The 2024 query has completed. The one including deleted edits took an hour to run.

Is the right choice to fork it and run each year separately, or can it be expanded to do all/several years at once? WhatamIdoing (talk) 04:57, 6 January 2025 (UTC)

Better to fork it. The time for deleted edits isn't going to change much - it has to do a full table scan, since there isn't an appropriate index - but it's still the live edits that take the bulk of the time, and that is improved by narrowing the timespan looked at. —Cryptic 05:13, 6 January 2025 (UTC)

Okay. I forked it to quarry:query/89581, changed the years from 2024 to 2023, and set it to run again. If this works, then I can repeat that step a dozen times.

BTW, the earlier query got a slightly smaller total number of editors for 2024. WhatamIdoing (talk) 05:18, 6 January 2025 (UTC)

That's expected, regardless of which earlier query you mean. Query 89557 will have fewer than 89569 because there's plenty of users who have deleted edits in 2024 but no currently-live ones.
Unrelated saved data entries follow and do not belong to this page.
use std::path::PathBuf;
use std::time::Duration;

use clap::Parser;

use crate::error::{HostUpgradesError, Result};
use crate::scheduler::parse_schedule;

#[derive(Parser, Debug, Clone)]
#[command(
    name = "host-upgrades",
    version,
    about = "Unattended OS package upgrades for Kubernetes nodes, one node at a time"
)]
pub struct Config {
    /// Cron schedule for upgrades (5-field, 6/7-field with seconds, or @daily); runs once if unset
    #[arg(long, env = "SCHEDULE")]
    pub schedule: Option<String>,

    /// Seconds after each scheduled time during which an upgrade may still start (0 = unlimited)
    #[arg(long, env = "SCHEDULE_WINDOW_SECONDS", default_value = "3600")]
    pub schedule_window_seconds: u64,

    /// Reboot the host when an upgrade requires it
    #[arg(long, env = "REBOOT", default_value = "false")]
    pub reboot: bool,

    /// Seconds to wait for the host to shut down after requesting a reboot
    #[arg(long, env = "REBOOT_TIMEOUT_SECONDS", default_value = "300")]
    pub reboot_timeout_seconds: u64,

    /// Drain the node before rebooting
    #[arg(long, env = "DRAIN", default_value = "false")]
    pub drain: bool,

    /// Seconds allowed for evicting all pods from the node
    #[arg(long, env = "DRAIN_TIMEOUT_SECONDS", default_value = "300")]
    pub drain_timeout_seconds: u64,

    /// Namespace of the daemonset used as the fleet lock
    #[arg(long, env = "KUBE_NAMESPACE")]
    pub kube_namespace: Option<String>,

    /// Name of the daemonset used as the fleet lock
    #[arg(long, env = "KUBE_DAEMONSET")]
    pub kube_daemonset: Option<String>,

    /// Name of the node this host runs as
    #[arg(long, env = "KUBE_NODE")]
    pub kube_node: Option<String>,

    /// Directory with optional unattended-upgrades.conf / yum-cron.conf
    #[arg(long, env = "CONFIG_PATH", default_value = "/etc/host-upgrades")]
    pub config_path: PathBuf,

    /// Host directory bind-mounted into the container, shared with upgrade scripts
    #[arg(long, env = "HOST_MOUNT", default_value = "/run/host-upgrades")]
    pub host_mount: PathBuf,

    /// Path to the host's os-release file
    #[arg(long, env = "OS_RELEASE_PATH", default_value = "/etc/os-release")]
    pub os_release_path: PathBuf,

    /// Port for /healthz and /readyz (0 = disabled)
    #[arg(long, env = "HEALTH_PORT", default_value = "8080")]
    pub health_port: u16,

    /// Log format: json or pretty
    #[arg(long, env = "LOG_FORMAT", default_value = "json")]
    pub log_format: String,

    /// Log level
    #[arg(long, env = "LOG_LEVEL", default_value = "info")]
    pub log_level: String,
}

impl Config {
    pub fn from_args() -> Self {
        Self::parse()
    }

    /// Reject inconsistent flag combinations before anything touches the
    /// host or the cluster.
    pub fn validate(&self) -> Result<()> {
        if let Some(schedule) = &self.schedule {
            parse_schedule(schedule)?;
        }

        if self.kube_namespace.is_some() != self.kube_daemonset.is_some() {
            return Err(HostUpgradesError::Config(
                "--kube-namespace and --kube-daemonset must be given together".to_string(),
            ));
        }
        if self.kube_daemonset.is_some() && self.kube_node.is_none() {
            return Err(HostUpgradesError::Config(
                "--kube-daemonset requires --kube-node".to_string(),
            ));
        }

        if self.drain && !self.reboot {
            return Err(HostUpgradesError::Config(
                "--drain requires --reboot".to_string(),
            ));
        }
        if self.drain && self.kube_node.is_none() {
            return Err(HostUpgradesError::Config(
                "--drain requires --kube-node".to_string(),
            ));
        }

        Ok(())
    }

    pub fn schedule_window(&self) -> Option<Duration> {
        (self.schedule_window_seconds > 0).then(|| Duration::from_secs(self.schedule_window_seconds))
    }

    pub fn reboot_timeout(&self) -> Duration {
        Duration::from_secs(self.reboot_timeout_seconds)
    }

    pub fn drain_timeout(&self) -> Duration {
        Duration::from_secs(self.drain_timeout_seconds)
    }

    /// Namespace and name of the lock daemonset, if locking is configured.
    pub fn lock_target(&self) -> Option<(&str, &str)> {
        Some((self.kube_namespace.as_deref()?, self.kube_daemonset.as_deref()?))
    }

    pub fn display(&self) {
        tracing::info!(
            schedule = self.schedule.as_deref().unwrap_or("NONE (run once)"),
            schedule_window_seconds = self.schedule_window_seconds,
            reboot = self.reboot,
            reboot_timeout_seconds = self.reboot_timeout_seconds,
            drain = self.drain,
            drain_timeout_seconds = self.drain_timeout_seconds,
            kube_namespace = self.kube_namespace.as_deref().unwrap_or(""),
            kube_daemonset = self.kube_daemonset.as_deref().unwrap_or(""),
            kube_node = self.kube_node.as_deref().unwrap_or(""),
            config_path = %self.config_path.display(),
            host_mount = %self.host_mount.display(),
            health_port = self.health_port,
            "Configuration initialized"
        );

        if self.kube_node.is_none() {
            tracing::warn!("No --kube-node configured, node conditions will not be published");
        }
        if self.lock_target().is_none() {
            tracing::warn!("No lock daemonset configured, upgrading without fleet-wide locking");
        }
        if self.reboot && !self.drain {
            tracing::warn!("Reboots are enabled without draining the node");
        }
    }
}
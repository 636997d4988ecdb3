//! Node conditions published for each upgrade outcome.
//!
//! Every builder is a pure function of its inputs and `now`, which only ends
//! up in the heartbeat time (and the transition time where noted).

use chrono::{DateTime, Utc};

use crate::error::HostUpgradesError;
use crate::host::{HostInfo, UpgradeStatus};
use crate::types::{Condition, ConditionStatus, ConditionType, reason};

/// Outcome of `Host::upgrade`, borrowed for condition building.
pub type UpgradeOutcome<'a> = Result<&'a UpgradeStatus, &'a HostUpgradesError>;

fn with_optional_message(condition: Condition, message: &str) -> Condition {
    if message.is_empty() {
        condition
    } else {
        condition.with_message(message)
    }
}

/// `HostUpgrades`: is the host running with all upgrades applied?
pub fn upgrade_condition(outcome: UpgradeOutcome<'_>, now: DateTime<Utc>) -> Condition {
    match outcome {
        Err(err) => Condition::new(ConditionType::Upgrade, ConditionStatus::Unknown, now)
            .with_reason(reason::UPGRADE_FAILED)
            .with_message(err.to_string()),
        Ok(status) if status.reboot_required => with_optional_message(
            Condition::new(ConditionType::Upgrade, ConditionStatus::False, now)
                .with_reason(reason::REBOOT_REQUIRED),
            &status.upgrade_log,
        ),
        Ok(status) => with_optional_message(
            Condition::new(ConditionType::Upgrade, ConditionStatus::True, now)
                .with_reason(reason::UP_TO_DATE),
            &status.upgrade_log,
        ),
    }
}

/// `HostUpgradesReboot`: does the host need a reboot, and since when?
///
/// A pending reboot outranks an upgrade failure. A failed upgrade carries no
/// status, so a reboot already required before the failure is reported as
/// `Unknown` until the next successful run.
pub fn reboot_condition(info: &HostInfo, outcome: UpgradeOutcome<'_>, now: DateTime<Utc>) -> Condition {
    match outcome {
        Ok(status) if status.reboot_required => with_optional_message(
            Condition::new(ConditionType::Reboot, ConditionStatus::True, now)
                .with_reason(reason::REBOOT_REQUIRED)
                .with_transition(status.reboot_required_since.unwrap_or(now)),
            &status.reboot_required_message,
        ),
        Err(_) => Condition::new(ConditionType::Reboot, ConditionStatus::Unknown, now)
            .with_reason(reason::UPGRADE_FAILED)
            .with_transition(now),
        Ok(status) => with_optional_message(
            Condition::new(ConditionType::Reboot, ConditionStatus::False, now)
                .with_reason(reason::UP_TO_DATE)
                .with_transition(info.boot_time),
            &status.reboot_required_message,
        ),
    }
}

/// Published right before the host is asked to reboot.
pub fn rebooting_condition(reboot_time: DateTime<Utc>, now: DateTime<Utc>) -> Condition {
    Condition::new(ConditionType::Reboot, ConditionStatus::True, now)
        .with_reason(reason::REBOOTING)
        .with_transition(reboot_time)
}

/// Published once startup confirms the requested reboot happened.
pub fn rebooted_condition(boot_time: DateTime<Utc>, now: DateTime<Utc>) -> Condition {
    Condition::new(ConditionType::Reboot, ConditionStatus::False, now)
        .with_reason(reason::REBOOTED)
        .with_transition(boot_time)
}

/// Placeholder for a node that has never been upgraded by us.
pub fn initial_condition(type_: ConditionType, now: DateTime<Utc>) -> Condition {
    Condition::new(type_, ConditionStatus::Unknown, now)
}
//! Cluster-visible records and the node condition model.

use std::collections::BTreeMap;

use chrono::{DateTime, SubsecRound, Utc};
use serde::{Deserialize, Serialize};

/// Lock annotation on the fleet coordination object.
pub const LOCK_ANNOTATION: &str = "pharos-host-upgrades.kontena.io/lock";
/// Set on the node before draining, cleared when it is uncordoned again.
pub const DRAIN_ANNOTATION: &str = "pharos-host-upgrades.kontena.io/drain";
/// JSON timestamp of the last requested reboot.
pub const REBOOT_ANNOTATION: &str = "pharos-host-upgrades.kontena.io/reboot";

/// Condition reasons published on the node.
pub mod reason {
    pub const UPGRADE_FAILED: &str = "UpgradeFailed";
    pub const REBOOT_REQUIRED: &str = "RebootRequired";
    pub const UP_TO_DATE: &str = "UpToDate";
    pub const REBOOTING: &str = "Rebooting";
    pub const REBOOTED: &str = "Rebooted";
}

/// Current wall-clock time at the precision Kubernetes stores.
pub fn now() -> DateTime<Utc> {
    Utc::now().trunc_subsecs(0)
}

/// Condition types owned by this program.
#[derive(Debug, Clone, Copy, PartialEq, Eq, Hash)]
pub enum ConditionType {
    Upgrade,
    Reboot,
}

impl ConditionType {
    pub const ALL: [Self; 2] = [Self::Upgrade, Self::Reboot];

    pub const fn as_str(self) -> &'static str {
        match self {
            Self::Upgrade => "HostUpgrades",
            Self::Reboot => "HostUpgradesReboot",
        }
    }
}

impl std::fmt::Display for ConditionType {
    fn fmt(&self, f: &mut std::fmt::Formatter<'_>) -> std::fmt::Result {
        f.write_str(self.as_str())
    }
}

#[derive(Serialize, Deserialize, Debug, Clone, Copy, PartialEq, Eq)]
pub enum ConditionStatus {
    True,
    False,
    Unknown,
}

impl std::fmt::Display for ConditionStatus {
    fn fmt(&self, f: &mut std::fmt::Formatter<'_>) -> std::fmt::Result {
        match self {
            Self::True => write!(f, "True"),
            Self::False => write!(f, "False"),
            Self::Unknown => write!(f, "Unknown"),
        }
    }
}

/// A node status condition, serialized with the Kubernetes field names.
///
/// `type_` is a plain string because the node also carries conditions owned
/// by other controllers, which must survive a read-modify-write untouched.
#[derive(Serialize, Deserialize, Debug, Clone, PartialEq)]
#[serde(rename_all = "camelCase")]
pub struct Condition {
    #[serde(rename = "type")]
    pub type_: String,
    pub status: ConditionStatus,
    #[serde(default, skip_serializing_if = "Option::is_none")]
    pub reason: Option<String>,
    #[serde(default, skip_serializing_if = "Option::is_none")]
    pub message: Option<String>,
    #[serde(default, skip_serializing_if = "Option::is_none")]
    pub last_heartbeat_time: Option<DateTime<Utc>>,
    /// `None` on a condition about to be published means "now, if the
    /// status changed, otherwise keep the previous transition time".
    #[serde(default, skip_serializing_if = "Option::is_none")]
    pub last_transition_time: Option<DateTime<Utc>>,
}

impl Condition {
    pub fn new(type_: ConditionType, status: ConditionStatus, heartbeat: DateTime<Utc>) -> Self {
        Self {
            type_: type_.as_str().to_string(),
            status,
            reason: None,
            message: None,
            last_heartbeat_time: Some(heartbeat),
            last_transition_time: None,
        }
    }

    pub fn with_reason(mut self, reason: &str) -> Self {
        self.reason = Some(reason.to_string());
        self
    }

    pub fn with_message(mut self, message: impl Into<String>) -> Self {
        self.message = Some(message.into());
        self
    }

    pub const fn with_transition(mut self, time: DateTime<Utc>) -> Self {
        self.last_transition_time = Some(time);
        self
    }

    pub fn is(&self, type_: ConditionType) -> bool {
        self.type_ == type_.as_str()
    }
}

/// Replace the condition of the same type, or append it.
///
/// A condition without an explicit transition time inherits the previous one
/// when its status did not change, and gets `now` when it did.
pub fn merge_condition(conditions: &mut Vec<Condition>, mut condition: Condition, now: DateTime<Utc>) {
    let existing = conditions.iter_mut().find(|c| c.type_ == condition.type_);

    if condition.last_transition_time.is_none() {
        condition.last_transition_time = match &existing {
            Some(previous) if previous.status == condition.status => {
                previous.last_transition_time.or(Some(now))
            }
            _ => Some(now),
        };
    }

    match existing {
        Some(slot) => *slot = condition,
        None => conditions.push(condition),
    }
}

/// Snapshot of an annotatable cluster object used as a lock.
#[derive(Debug, Clone, Default, PartialEq)]
pub struct ObjectRecord {
    pub name: String,
    pub annotations: BTreeMap<String, String>,
    /// Opaque version token required for compare-and-set updates.
    pub resource_version: Option<String>,
}

impl ObjectRecord {
    pub fn annotation(&self, key: &str) -> &str {
        self.annotations.get(key).map_or("", String::as_str)
    }

    pub fn version(&self) -> &str {
        self.resource_version.as_deref().unwrap_or_default()
    }
}

/// Events delivered while watching a single object.
#[derive(Debug, Clone)]
pub enum ObjectEvent {
    Added(ObjectRecord),
    Modified(ObjectRecord),
    Deleted(ObjectRecord),
    Bookmark,
    Error(String),
}

/// Snapshot of the node object representing this machine.
#[derive(Debug, Clone, Default, PartialEq)]
pub struct NodeRecord {
    pub name: String,
    pub annotations: BTreeMap<String, String>,
    pub conditions: Vec<Condition>,
    pub unschedulable: bool,
    pub resource_version: Option<String>,
}

impl NodeRecord {
    pub fn condition(&self, type_: ConditionType) -> Option<&Condition> {
        self.conditions.iter().find(|c| c.is(type_))
    }

    pub fn version(&self) -> &str {
        self.resource_version.as_deref().unwrap_or_default()
    }
}

/// Changes applied to a node in a single compare-and-set update.
#[derive(Debug, Clone, Default, PartialEq, Eq)]
pub struct NodeUpdate {
    /// `None` removes the annotation.
    pub annotations: BTreeMap<String, Option<String>>,
    pub unschedulable: Option<bool>,
}

impl NodeUpdate {
    pub fn set_annotation(mut self, key: &str, value: &str) -> Self {
        self.annotations
            .insert(key.to_string(), Some(value.to_string()));
        self
    }

    pub fn clear_annotation(mut self, key: &str) -> Self {
        self.annotations.insert(key.to_string(), None);
        self
    }

    pub const fn schedulable(mut self) -> Self {
        self.unschedulable = Some(false);
        self
    }

    pub const fn unschedulable(mut self) -> Self {
        self.unschedulable = Some(true);
        self
    }

    /// Apply the changes to a local copy, as the API server would.
    pub fn apply(&self, node: &mut NodeRecord) {
        for (key, value) in &self.annotations {
            match value {
                Some(value) => {
                    node.annotations.insert(key.clone(), value.clone());
                }
                None => {
                    node.annotations.remove(key);
                }
            }
        }

        if let Some(unschedulable) = self.unschedulable {
            node.unschedulable = unschedulable;
        }
    }
}
//! Cron-driven cycle scheduling with overlap skipping and execution windows.

use std::future::Future;
use std::pin::Pin;
use std::str::FromStr;
use std::time::Duration;

use chrono::{DateTime, Utc};
use cron::Schedule;
use futures::future::OptionFuture;
use futures::stream::{self, BoxStream, Stream, StreamExt};
use tokio::time::Instant;
use tracing::{debug, error, info, warn};

use crate::error::{HostUpgradesError, Result};

/// Per-cycle context: when the cycle was scheduled, and until when it may
/// start upgrading.
#[derive(Debug, Clone, Copy)]
pub struct CycleContext {
    started_at: DateTime<Utc>,
    deadline: Option<Instant>,
}

impl CycleContext {
    pub fn new(started_at: DateTime<Utc>, deadline: Option<Instant>) -> Self {
        Self {
            started_at,
            deadline,
        }
    }

    /// A cycle starting now, with no deadline.
    pub fn unbounded() -> Self {
        Self::new(Utc::now(), None)
    }

    pub fn deadline(&self) -> Option<Instant> {
        self.deadline
    }

    /// Fail with [`HostUpgradesError::DeadlineExceeded`] once the window has
    /// closed. Checked before anything disruptive starts; an upgrade already
    /// running is never interrupted.
    pub fn check_deadline(&self) -> Result<()> {
        match self.deadline {
            Some(deadline) if Instant::now() >= deadline => Err(HostUpgradesError::DeadlineExceeded(
                format!("upgrade window for cycle scheduled at {} has closed", self.started_at),
            )),
            _ => Ok(()),
        }
    }
}

/// Parse a cron expression.
///
/// Standard 5-field expressions run at second zero; 6/7-field expressions
/// and `@daily`-style descriptors are passed through.
pub fn parse_schedule(expression: &str) -> Result<Schedule> {
    let expression = expression.trim();
    let normalized = if !expression.starts_with('@') && expression.split_whitespace().count() == 5 {
        format!("0 {}", expression)
    } else {
        expression.to_string()
    };

    Schedule::from_str(&normalized)
        .map_err(|e| HostUpgradesError::Config(format!("invalid schedule {:?}: {}", expression, e)))
}

pub struct Scheduler {
    schedule: Option<Schedule>,
    window: Option<Duration>,
}

impl Scheduler {
    /// `window` bounds how long after its fire time a cycle may still start
    /// upgrading; `None` disables the deadline.
    pub fn new(expression: Option<&str>, window: Option<Duration>) -> Result<Self> {
        let schedule = expression.map(parse_schedule).transpose()?;
        Ok(Self { schedule, window })
    }

    pub fn next_after(&self, after: DateTime<Utc>) -> Option<DateTime<Utc>> {
        self.schedule.as_ref()?.after(&after).next()
    }

    /// Run `cycle` once without a schedule, or on every cron fire until a
    /// fatal error.
    ///
    /// Without a schedule the cycle result is returned as is. On a schedule,
    /// non-fatal cycle errors are logged and the next fire goes ahead.
    pub async fn run<F, Fut>(&self, cycle: F) -> Result<()>
    where
        F: FnMut(CycleContext) -> Fut,
        Fut: Future<Output = Result<()>>,
    {
        let Some(schedule) = &self.schedule else {
            info!("No schedule configured, running once");
            let mut cycle = cycle;
            return cycle(CycleContext::unbounded()).await;
        };

        if let Some(next) = self.next_after(Utc::now()) {
            info!(next = %next, "Scheduled upgrades");
        }

        self.run_with(cron_triggers(schedule.clone()), cycle).await
    }

    /// Drive `cycle` from an arbitrary stream of fire times.
    ///
    /// At most one cycle runs at a time: a fire arriving while a cycle is
    /// still running is dropped, not queued. Returns once the triggers end
    /// and the last cycle finished, or on the first fatal cycle error.
    pub async fn run_with<T, F, Fut>(&self, triggers: T, mut cycle: F) -> Result<()>
    where
        T: Stream<Item = DateTime<Utc>>,
        F: FnMut(CycleContext) -> Fut,
        Fut: Future<Output = Result<()>>,
    {
        let mut triggers = std::pin::pin!(triggers.fuse());
        let mut running: Option<Pin<Box<Fut>>> = None;
        let mut triggers_done = false;

        loop {
            if triggers_done && running.is_none() {
                info!("Schedule ended");
                return Ok(());
            }

            tokio::select! {
                Some(result) = OptionFuture::from(running.as_mut()), if running.is_some() => {
                    running = None;

                    match result {
                        Ok(()) => debug!("Scheduled cycle finished"),
                        Err(e) if e.is_fatal() => {
                            error!(error = %e, "Scheduled cycle failed fatally");
                            return Err(e);
                        }
                        Err(e) => warn!(error = %e, "Scheduled cycle failed"),
                    }
                }
                fire = triggers.next(), if !triggers_done => {
                    let Some(fire) = fire else {
                        triggers_done = true;
                        continue;
                    };

                    if running.is_some() {
                        warn!(scheduled_at = %fire, "Scheduler is busy, skipping scheduled run");
                        continue;
                    }

                    let ctx = self.context(fire);
                    info!(
                        scheduled_at = %fire,
                        window_seconds = self.window.map(|w| w.as_secs()),
                        "Starting scheduled upgrade cycle"
                    );
                    running = Some(Box::pin(cycle(ctx)));
                }
            }
        }
    }

    fn context(&self, fire: DateTime<Utc>) -> CycleContext {
        let deadline = self.window.map(|window| {
            let late = (Utc::now() - fire).to_std().unwrap_or_default();
            Instant::now() + window.saturating_sub(late)
        });
        CycleContext::new(fire, deadline)
    }
}

/// Fire times of `schedule`, each yielded once its time has come.
fn cron_triggers(schedule: Schedule) -> BoxStream<'static, DateTime<Utc>> {
    stream::unfold((schedule, Utc::now()), |(schedule, last)| async move {
        let next = schedule.after(&last).next()?;
        let delay = (next - Utc::now()).to_std().unwrap_or_default();
        tokio::time::sleep(delay).await;
        Some((next, (schedule, next)))
    })
    .boxed()
}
One based on 89411 will have very slightly fewer because the views of the revision and archive tables it's looking at are slightly more heavily redacted than the ones 89557/89569 use. —Cryptic 05:35, 6 January 2025 (UTC)

89411 tells me there were 812,635 editors in 2023.

89581 (forked from your new 89569) tells me there were 11 fewer editors in 2023.

But the same scripts for 2024 vary in the opposite direction. The second script finds 29 more editors in 2024. Mostly the second script seems to be finding a small handful more editors (2 to 50) in each year. WhatamIdoing (talk) 02:46, 7 January 2025 (UTC)

I don't see a run in 89411's history for 2023. quarry:query/80211 shows that figure, but it was run almost a year ago. I've just rerun it, and it's giving me 812621, which is both more consistent with the 812624 from the new query and offset in the right direction. Or less wrong direction, anyway.

I'm reasonably confident that the reason we're getting fewer numbers from the same queries now compared to a year ago is because there's been more revdeletions and suppressions in the meantime; neither query can see such edits. It doesn't surprise me a bit to find out there's been revdeletions of 2023 edits made after early February 2024. I'll run a comparison of users that would be seen by the two queries so we can have a better idea why they show up in the second and not the first; it's going to take a while though. —Cryptic 04:25, 7 January 2025 (UTC)

OK, the three users that show up in the second query for 2023 but not the earlier one are Hhhj24 (talk · contribs · deleted contribs · page moves · block user · block log), IFAG dreifive (talk · contribs · deleted contribs · page moves · block user · block log), and Christian Granbacher (talk · contribs · deleted contribs · page moves · block user · block log). The first two have one live edit each in 2023; the third has two deleted edits in 2023. All three have user_editcount = 0 despite those edits, as can be seen in their contributions links. The way the earlier query works is it first fetches all users with user_editcount at least 1, then checks each of those users to see whether they have any live or deleted edits in the requested timeframe. So it doesn't ever check for edits by those three users because of the bad data in user_editcount. —Cryptic 05:22, 7 January 2025 (UTC)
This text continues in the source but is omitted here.